The framework trains learnable low-rank adaptation matrices on token embeddings relevant to the target instruction using the Partial Prompt Suppression (PPS) loss. This loss ensures the model suppresses the visual effect of certain instructions, enabling continuous control by scaling these learned weights dynamically. Additionally, SliderEdit introduces Selective Token LoRA (STLoRA) and Globally Selective Token LoRA (GSTLoRA) for different editing contexts, with GSTLoRA providing global control in single-instruction settings and STLoRA enabling selective modulation of token embeddings.
Figure 1: Instruction-token embedding interpolation for strength control. Interpolating between instruction and null-token embeddings produces intermediate edit strengths, demonstrating the potential for achieving fine-grained control through direct manipulation of intermediate instruction embeddings.

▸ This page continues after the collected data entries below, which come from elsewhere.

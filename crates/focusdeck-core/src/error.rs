//! Core error types for focusdeck-core.
//!
//! This module defines the error hierarchy shared by the timer engine,
//! its collaborators and the storage layer.

use std::path::PathBuf;
use thiserror::Error;

/// Core error type for focusdeck-core.
#[derive(Error, Debug)]
pub enum CoreError {
    /// Database-related errors
    #[error("Database error: {0}")]
    Database(#[from] DatabaseError),

    /// Configuration-related errors
    #[error("Configuration error: {0}")]
    Config(#[from] ConfigError),

    /// Validation errors
    #[error("Validation error: {0}")]
    Validation(#[from] ValidationError),

    /// Session persistence gateway errors
    #[error("Gateway error: {0}")]
    Gateway(#[from] GatewayError),

    /// Completion dispatch errors
    #[error("Dispatch error: {0}")]
    Dispatch(#[from] DispatchError),

    /// IO errors
    #[error("IO error: {0}")]
    Io(#[from] std::io::Error),

    /// Serialization/deserialization errors
    #[error("JSON error: {0}")]
    Json(#[from] serde_json::Error),
}

/// Database-specific errors.
#[derive(Error, Debug)]
pub enum DatabaseError {
    /// Failed to open database connection
    #[error("Failed to open database at {path}: {source}")]
    OpenFailed {
        path: PathBuf,
        #[source]
        source: rusqlite::Error,
    },

    /// Query execution failed
    #[error("Query failed: {0}")]
    QueryFailed(String),

    /// Migration failed
    #[error("Database migration failed: {0}")]
    MigrationFailed(String),

    /// Database is locked
    #[error("Database is locked")]
    Locked,

    /// Stored row could not be decoded
    #[error("Corrupt row in '{table}': {message}")]
    CorruptRow { table: String, message: String },
}

/// Configuration-specific errors.
#[derive(Error, Debug)]
pub enum ConfigError {
    /// Failed to load configuration
    #[error("Failed to load configuration from {path}: {message}")]
    LoadFailed { path: PathBuf, message: String },

    /// Failed to save configuration
    #[error("Failed to save configuration to {path}: {message}")]
    SaveFailed { path: PathBuf, message: String },

    /// Invalid configuration value
    #[error("Invalid configuration value for '{key}': {message}")]
    InvalidValue { key: String, message: String },

    /// Unknown configuration key
    #[error("Unknown configuration key: {0}")]
    UnknownKey(String),

    /// Failed to parse configuration
    #[error("Failed to parse configuration: {0}")]
    ParseFailed(String),

    /// Data directory could not be resolved or created
    #[error("Data directory unavailable: {0}")]
    DataDir(String),
}

/// Validation errors.
#[derive(Error, Debug)]
pub enum ValidationError {
    /// Invalid value
    #[error("Invalid value for '{field}': {message}")]
    InvalidValue { field: String, message: String },

    /// Unknown timer mode name
    #[error("Unknown mode '{0}' (expected work, break or long_break)")]
    UnknownMode(String),
}

/// Failures reported by a session persistence gateway.
#[derive(Error, Debug)]
pub enum GatewayError {
    /// Backend is unreachable
    #[error("Backend unavailable: {0}")]
    Unavailable(String),

    #[error(transparent)]
    Database(#[from] DatabaseError),
}

/// Synchronous failures while handing a finished session to persistence.
///
/// Any of these aborts the completion pipeline without advancing the mode.
#[derive(Error, Debug)]
pub enum DispatchError {
    /// The background writer is gone
    #[error("Persistence writer is closed")]
    WriterClosed,

    /// No user is attached to the engine
    #[error("No user configured for session persistence")]
    MissingUser,
}

/// Failures from the completion cue player.
#[derive(Error, Debug)]
pub enum CueError {
    #[error("Cue playback failed: {0}")]
    Playback(String),

    #[error("IO error: {0}")]
    Io(#[from] std::io::Error),
}

// Helper implementations for converting from other error types

impl From<rusqlite::Error> for DatabaseError {
    fn from(err: rusqlite::Error) -> Self {
        match &err {
            rusqlite::Error::SqliteFailure(e, _msg) => {
                if e.code == rusqlite::ErrorCode::DatabaseLocked {
                    DatabaseError::Locked
                } else {
                    DatabaseError::QueryFailed(err.to_string())
                }
            }
            _ => DatabaseError::QueryFailed(err.to_string()),
        }
    }
}

impl From<rusqlite::Error> for CoreError {
    fn from(err: rusqlite::Error) -> Self {
        CoreError::Database(err.into())
    }
}

impl From<toml::de::Error> for ConfigError {
    fn from(err: toml::de::Error) -> Self {
        ConfigError::ParseFailed(err.to_string())
    }
}

/// Result type alias for CoreError
pub type Result<T, E = CoreError> = std::result::Result<T, E>;

#[cfg(test)]
mod tests {
    use super::*;

    #[test]
    fn gateway_error_wraps_database_error() {
        let err: GatewayError = DatabaseError::Locked.into();
        assert!(matches!(err, GatewayError::Database(DatabaseError::Locked)));
        assert_eq!(
            GatewayError::Unavailable("offline".into()).to_string(),
            "Backend unavailable: offline"
        );
    }

    #[test]
    fn database_error_wraps_into_core() {
        let err: CoreError = DatabaseError::Locked.into();
        assert!(matches!(err, CoreError::Database(DatabaseError::Locked)));
    }
}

Figure 2: Overview of the SliderEdit training pipeline. Learnable low-rank matrices are applied to the intermediate token embeddings corresponding to the target edit instruction. These adapters are trained using the Partial Prompt Suppression (PPS) loss, which encourages the model to suppress or neutralize the visual effect of the selected instruction tokens.
Experiments
Comprehensive evaluations of SliderEdit across both quantitative and qualitative metrics highlight its robust performance compared to established baselines. The framework is tested using FLUX-Kontext and Qwen-Image-Edit models with results indicating superior edit controllability and semantic disentanglement.
Qualitative Results
Qualitative results underscore the model's ability to provide continuous and precise control over edits. SliderEdit effectively handles various local and global edits, producing smooth transitions without abrupt changes. Notable examples demonstrate the model's capability to modulate both visual and attribute-specific edits seamlessly.
Figure 3: Qualitative Samples of GSTLoRA. Demonstrates smooth, continuous control over the strength of both local and global edits.

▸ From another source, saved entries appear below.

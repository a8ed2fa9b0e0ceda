//! TOML-based application configuration.
//!
//! Stores user preferences including:
//! - Timer durations and auto-start behavior
//! - Notification preferences
//! - The user that completed sessions are recorded for
//! - Log level
//!
//! Configuration is stored at `~/.config/focusdeck/config.toml`.

use serde::{Deserialize, Serialize};
use std::path::{Path, PathBuf};

use super::data_dir;
use crate::error::ConfigError;
use crate::timer::TimerSettings;

/// Notification configuration.
#[derive(Debug, Clone, PartialEq, Serialize, Deserialize)]
pub struct NotificationsConfig {
    #[serde(default = "default_true")]
    pub enabled: bool,
    /// Ring the terminal bell when a mode completes.
    #[serde(default = "default_true")]
    pub sound: bool,
}

/// Session persistence configuration.
#[derive(Debug, Clone, PartialEq, Serialize, Deserialize)]
pub struct PersistenceConfig {
    #[serde(default = "default_user_id")]
    pub user_id: String,
}

/// Logging configuration. `RUST_LOG` takes precedence when set.
#[derive(Debug, Clone, PartialEq, Serialize, Deserialize)]
pub struct LoggingConfig {
    #[serde(default = "default_log_level")]
    pub level: String,
}

/// Application configuration.
///
/// Serialized to/from TOML at `~/.config/focusdeck/config.toml`.
#[derive(Debug, Clone, PartialEq, Serialize, Deserialize)]
pub struct Config {
    #[serde(default)]
    pub timer: TimerSettings,
    #[serde(default)]
    pub notifications: NotificationsConfig,
    #[serde(default)]
    pub persistence: PersistenceConfig,
    #[serde(default)]
    pub logging: LoggingConfig,
}

// Default functions
fn default_true() -> bool {
    true
}
fn default_user_id() -> String {
    "local".into()
}
fn default_log_level() -> String {
    "warn".into()
}

impl Default for NotificationsConfig {
    fn default() -> Self {
        Self {
            enabled: true,
            sound: true,
        }
    }
}

impl Default for PersistenceConfig {
    fn default() -> Self {
        Self {
            user_id: default_user_id(),
        }
    }
}

impl Default for LoggingConfig {
    fn default() -> Self {
        Self {
            level: default_log_level(),
        }
    }
}

impl Default for Config {
    fn default() -> Self {
        Self {
            timer: TimerSettings::default(),
            notifications: NotificationsConfig::default(),
            persistence: PersistenceConfig::default(),
            logging: LoggingConfig::default(),
        }
    }
}

impl Config {
    fn get_json_value_by_path<'a>(
        root: &'a serde_json::Value,
        key: &str,
    ) -> Option<&'a serde_json::Value> {
        if key.is_empty() {
            return None;
        }

        let mut current = root;
        for part in key.split('.') {
            current = current.get(part)?;
        }
        Some(current)
    }

    fn set_json_value_by_path(
        root: &mut serde_json::Value,
        key: &str,
        value: &str,
    ) -> Result<(), ConfigError> {
        let unknown = || ConfigError::UnknownKey(key.to_string());
        let invalid = |message: String| ConfigError::InvalidValue {
            key: key.to_string(),
            message,
        };

        let mut parts = key.split('.').peekable();
        if key.is_empty() {
            return Err(unknown());
        }

        let mut current = root;
        while let Some(part) = parts.next() {
            let is_leaf = parts.peek().is_none();
            if is_leaf {
                let obj = current.as_object_mut().ok_or_else(unknown)?;
                let existing = obj.get(part).ok_or_else(unknown)?;

                let new_value = match existing {
                    serde_json::Value::Bool(_) => serde_json::Value::Bool(
                        value
                            .parse::<bool>()
                            .map_err(|_| invalid(format!("cannot parse '{value}' as bool")))?,
                    ),
                    serde_json::Value::Number(_) => {
                        let n = value
                            .parse::<u64>()
                            .map_err(|_| invalid(format!("cannot parse '{value}' as number")))?;
                        serde_json::Value::Number(n.into())
                    }
                    serde_json::Value::Object(_) | serde_json::Value::Array(_) => {
                        return Err(invalid("cannot replace a whole section".into()));
                    }
                    _ => serde_json::Value::String(value.into()),
                };

                obj.insert(part.to_string(), new_value);
                return Ok(());
            }

            current = current.get_mut(part).ok_or_else(unknown)?;
        }

        Err(unknown())
    }

    fn path() -> Result<PathBuf, ConfigError> {
        Ok(data_dir()?.join("config.toml"))
    }

    /// Load from the default location, writing defaults if the file is missing.
    ///
    /// # Errors
    ///
    /// Returns an error if the config file exists but cannot be parsed,
    /// or if the default config cannot be written to disk.
    pub fn load() -> Result<Self, ConfigError> {
        Self::load_from(&Self::path()?)
    }

    /// Load from `path`, writing defaults there if the file is missing.
    pub fn load_from(path: &Path) -> Result<Self, ConfigError> {
        match std::fs::read_to_string(path) {
            Ok(content) => {
                let cfg: Config = toml::from_str(&content)?;
                cfg.validate()?;
                Ok(cfg)
            }
            Err(e) if e.kind() == std::io::ErrorKind::NotFound => {
                let cfg = Self::default();
                cfg.save_to(path)?;
                Ok(cfg)
            }
            Err(e) => Err(ConfigError::LoadFailed {
                path: path.to_path_buf(),
                message: e.to_string(),
            }),
        }
    }

    /// Persist to the default location.
    ///
    /// # Errors
    ///
    /// Returns an error if the config cannot be serialized or written to disk.
    pub fn save(&self) -> Result<(), ConfigError> {
        self.save_to(&Self::path()?)
    }

    pub fn save_to(&self, path: &Path) -> Result<(), ConfigError> {
        let save_failed = |message: String| ConfigError::SaveFailed {
            path: path.to_path_buf(),
            message,
        };
        let content = toml::to_string_pretty(self).map_err(|e| save_failed(e.to_string()))?;
        std::fs::write(path, content).map_err(|e| save_failed(e.to_string()))
    }

    /// Check values the timer cannot run with.
    pub fn validate(&self) -> Result<(), ConfigError> {
        self.timer
            .validate()
            .map_err(|e| ConfigError::InvalidValue {
                key: "timer".into(),
                message: e.to_string(),
            })?;
        if self.persistence.user_id.trim().is_empty() {
            return Err(ConfigError::InvalidValue {
                key: "persistence.user_id".into(),
                message: "must not be empty".into(),
            });
        }
        Ok(())
    }

    /// Get a config value as string by dot-separated key.
    pub fn get(&self, key: &str) -> Option<String> {
        let json = serde_json::to_value(self).ok()?;
        let val = Self::get_json_value_by_path(&json, key)?;
        match val {
            serde_json::Value::String(s) => Some(s.clone()),
            other => Some(other.to_string()),
        }
    }

    /// Set a config value by key without saving.
    ///
    /// # Errors
    ///
    /// Returns an error if the key is unknown, the value cannot be parsed,
    /// or the result fails validation. On error `self` is unchanged.
    pub fn set(&mut self, key: &str, value: &str) -> Result<(), ConfigError> {
        let mut json =
            serde_json::to_value(&*self).map_err(|e| ConfigError::ParseFailed(e.to_string()))?;
        Self::set_json_value_by_path(&mut json, key, value)?;
        let updated: Config = serde_json::from_value(json).map_err(|e| ConfigError::InvalidValue {
            key: key.to_string(),
            message: e.to_string(),
        })?;
        updated.validate()?;
        *self = updated;
        Ok(())
    }

    /// Load from disk, returning default on error.
    /// This is a convenience method that never fails.
    pub fn load_or_default() -> Self {
        Self::load().unwrap_or_else(|e| {
            tracing::warn!(error = %e, "falling back to default configuration");
            Self::default()
        })
    }
}

#[cfg(test)]
mod tests {
    use super::*;

    #[test]
    fn default_config_roundtrip() {
        let cfg = Config::default();
        let toml_str = toml::to_string_pretty(&cfg).unwrap();
        let parsed: Config = toml::from_str(&toml_str).unwrap();
        assert_eq!(parsed, cfg);
    }

    #[test]
    fn get_supports_dot_path_keys() {
        let cfg = Config::default();
        assert_eq!(cfg.get("timer.work_duration").as_deref(), Some("25"));
        assert_eq!(cfg.get("timer.auto_start_breaks").as_deref(), Some("false"));
        assert_eq!(cfg.get("persistence.user_id").as_deref(), Some("local"));
        assert!(cfg.get("timer.missing_key").is_none());
    }

    #[test]
    fn set_updates_nested_values() {
        let mut cfg = Config::default();
        cfg.set("timer.work_duration", "50").unwrap();
        cfg.set("timer.auto_start_focus", "true").unwrap();
        cfg.set("logging.level", "debug").unwrap();
        assert_eq!(cfg.timer.work_duration, 50);
        assert!(cfg.timer.auto_start_focus);
        assert_eq!(cfg.logging.level, "debug");
    }

    #[test]
    fn set_rejects_unknown_key() {
        let mut cfg = Config::default();
        assert!(matches!(
            cfg.set("timer.nonexistent_key", "1"),
            Err(ConfigError::UnknownKey(_))
        ));
    }

    #[test]
    fn set_rejects_invalid_type() {
        let mut cfg = Config::default();
        assert!(cfg.set("notifications.sound", "not_a_bool").is_err());
        assert!(cfg.set("timer.break_duration", "-3").is_err());
    }

    #[test]
    fn set_rejects_values_that_fail_validation() {
        let mut cfg = Config::default();
        assert!(cfg.set("timer.sessions_until_long_break", "0").is_err());
        assert_eq!(cfg.timer.sessions_until_long_break, 4);
    }

    #[test]
    fn set_rejects_whole_section() {
        let mut cfg = Config::default();
        assert!(cfg.set("timer", "{}").is_err());
    }

    #[test]
    fn load_from_writes_defaults_when_missing() {
        let dir = tempfile::tempdir().unwrap();
        let path = dir.path().join("config.toml");
        let cfg = Config::load_from(&path).unwrap();
        assert_eq!(cfg, Config::default());
        assert!(path.exists());
    }

    #[test]
    fn load_from_reads_partial_file() {
        let dir = tempfile::tempdir().unwrap();
        let path = dir.path().join("config.toml");
        std::fs::write(&path, "[timer]\nwork_duration = 45\nauto_start_breaks = true\n").unwrap();
        let cfg = Config::load_from(&path).unwrap();
        assert_eq!(cfg.timer.work_duration, 45);
        assert!(cfg.timer.auto_start_breaks);
        assert_eq!(cfg.timer.break_duration, 5);
        assert_eq!(cfg.persistence.user_id, "local");
    }

    #[test]
    fn load_from_rejects_garbage() {
        let dir = tempfile::tempdir().unwrap();
        let path = dir.path().join("config.toml");
        std::fs::write(&path, "timer = 3").unwrap();
        assert!(matches!(
            Config::load_from(&path),
            Err(ConfigError::ParseFailed(_))
        ));
    }

    #[test]
    fn save_to_then_load_from() {
        let dir = tempfile::tempdir().unwrap();
        let path = dir.path().join("config.toml");
        let mut cfg = Config::default();
        cfg.set("timer.long_break_duration", "20").unwrap();
        cfg.save_to(&path).unwrap();
        assert_eq!(Config::load_from(&path).unwrap().timer.long_break_duration, 20);
    }
}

Figure 4: Controllable zero-shot multi-subject personalization with STLoRA. STLoRA enables smooth adjustment of each instruction's strength to generate coherent, evolving image sequences, supporting story-like visual editing. (Best viewed from top-left to top-right, then bottom-right to bottom-left)
Quantitative Results
The evaluation set for quantitative analysis involves diverse edit configurations, allowing the assessment of continuity, extrapolation, and disentanglement across various prompt structures. Metrics include vision-LLM embedding similarities and identity preservation measures, with SliderEdit demonstrating robust performance across all metrics compared to other frameworks.
Figure 5: Qualitative results of STLoRA on 2-instruction edit. The 2D grid shows smooth, continuous transitions, allowing precise and disentangled control over each instruction's strength.

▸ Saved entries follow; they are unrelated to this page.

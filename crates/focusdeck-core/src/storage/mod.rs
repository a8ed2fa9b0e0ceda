mod config;
pub mod database;

pub use config::{Config, LoggingConfig, NotificationsConfig, PersistenceConfig};
pub use database::{DailyStat, Database, SessionRecord, Stats};

use std::path::PathBuf;

use crate::error::ConfigError;

/// Returns `~/.config/focusdeck[-dev]/` based on FOCUSDECK_ENV.
///
/// Set FOCUSDECK_ENV=dev to use the development data directory, or
/// FOCUSDECK_DATA_DIR to point somewhere else entirely.
///
/// # Errors
/// Returns an error if creating the directory fails.
pub fn data_dir() -> Result<PathBuf, ConfigError> {
    let dir = match std::env::var_os("FOCUSDECK_DATA_DIR") {
        Some(dir) => PathBuf::from(dir),
        None => {
            let base_dir = dirs::home_dir()
                .unwrap_or_else(|| PathBuf::from("."))
                .join(".config");
            let env = std::env::var("FOCUSDECK_ENV").unwrap_or_else(|_| "production".to_string());
            if env == "dev" {
                base_dir.join("focusdeck-dev")
            } else {
                base_dir.join("focusdeck")
            }
        }
    };

    std::fs::create_dir_all(&dir)
        .map_err(|e| ConfigError::DataDir(format!("{}: {e}", dir.display())))?;
    Ok(dir)
}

Figure 6: Qualitative and quantitative comparison of GSTLoRA with CFG baselines. GSTLoRA shows smooth edit trajectories with gradual similarity changes, unlike Implicit and Explicit CFG, which exhibit abrupt transitions and greater identity drift.
Conclusion
SliderEdit establishes a unified framework for fine-grained, instruction-based image editing, bridging the gap between discrete application models and user-desired continuous, interactive control. By leveraging low-rank adaptations and PPS loss, it integrates seamlessly with existing models to enhance controllability and coherence in image edits. The demonstrated improvements signal promising directions for future research, particularly in interactive visual storytelling and creative content generation. This foundational contribution paves the way for further exploration into compositional and continuous control mechanisms in machine learning and AI-driven image editing.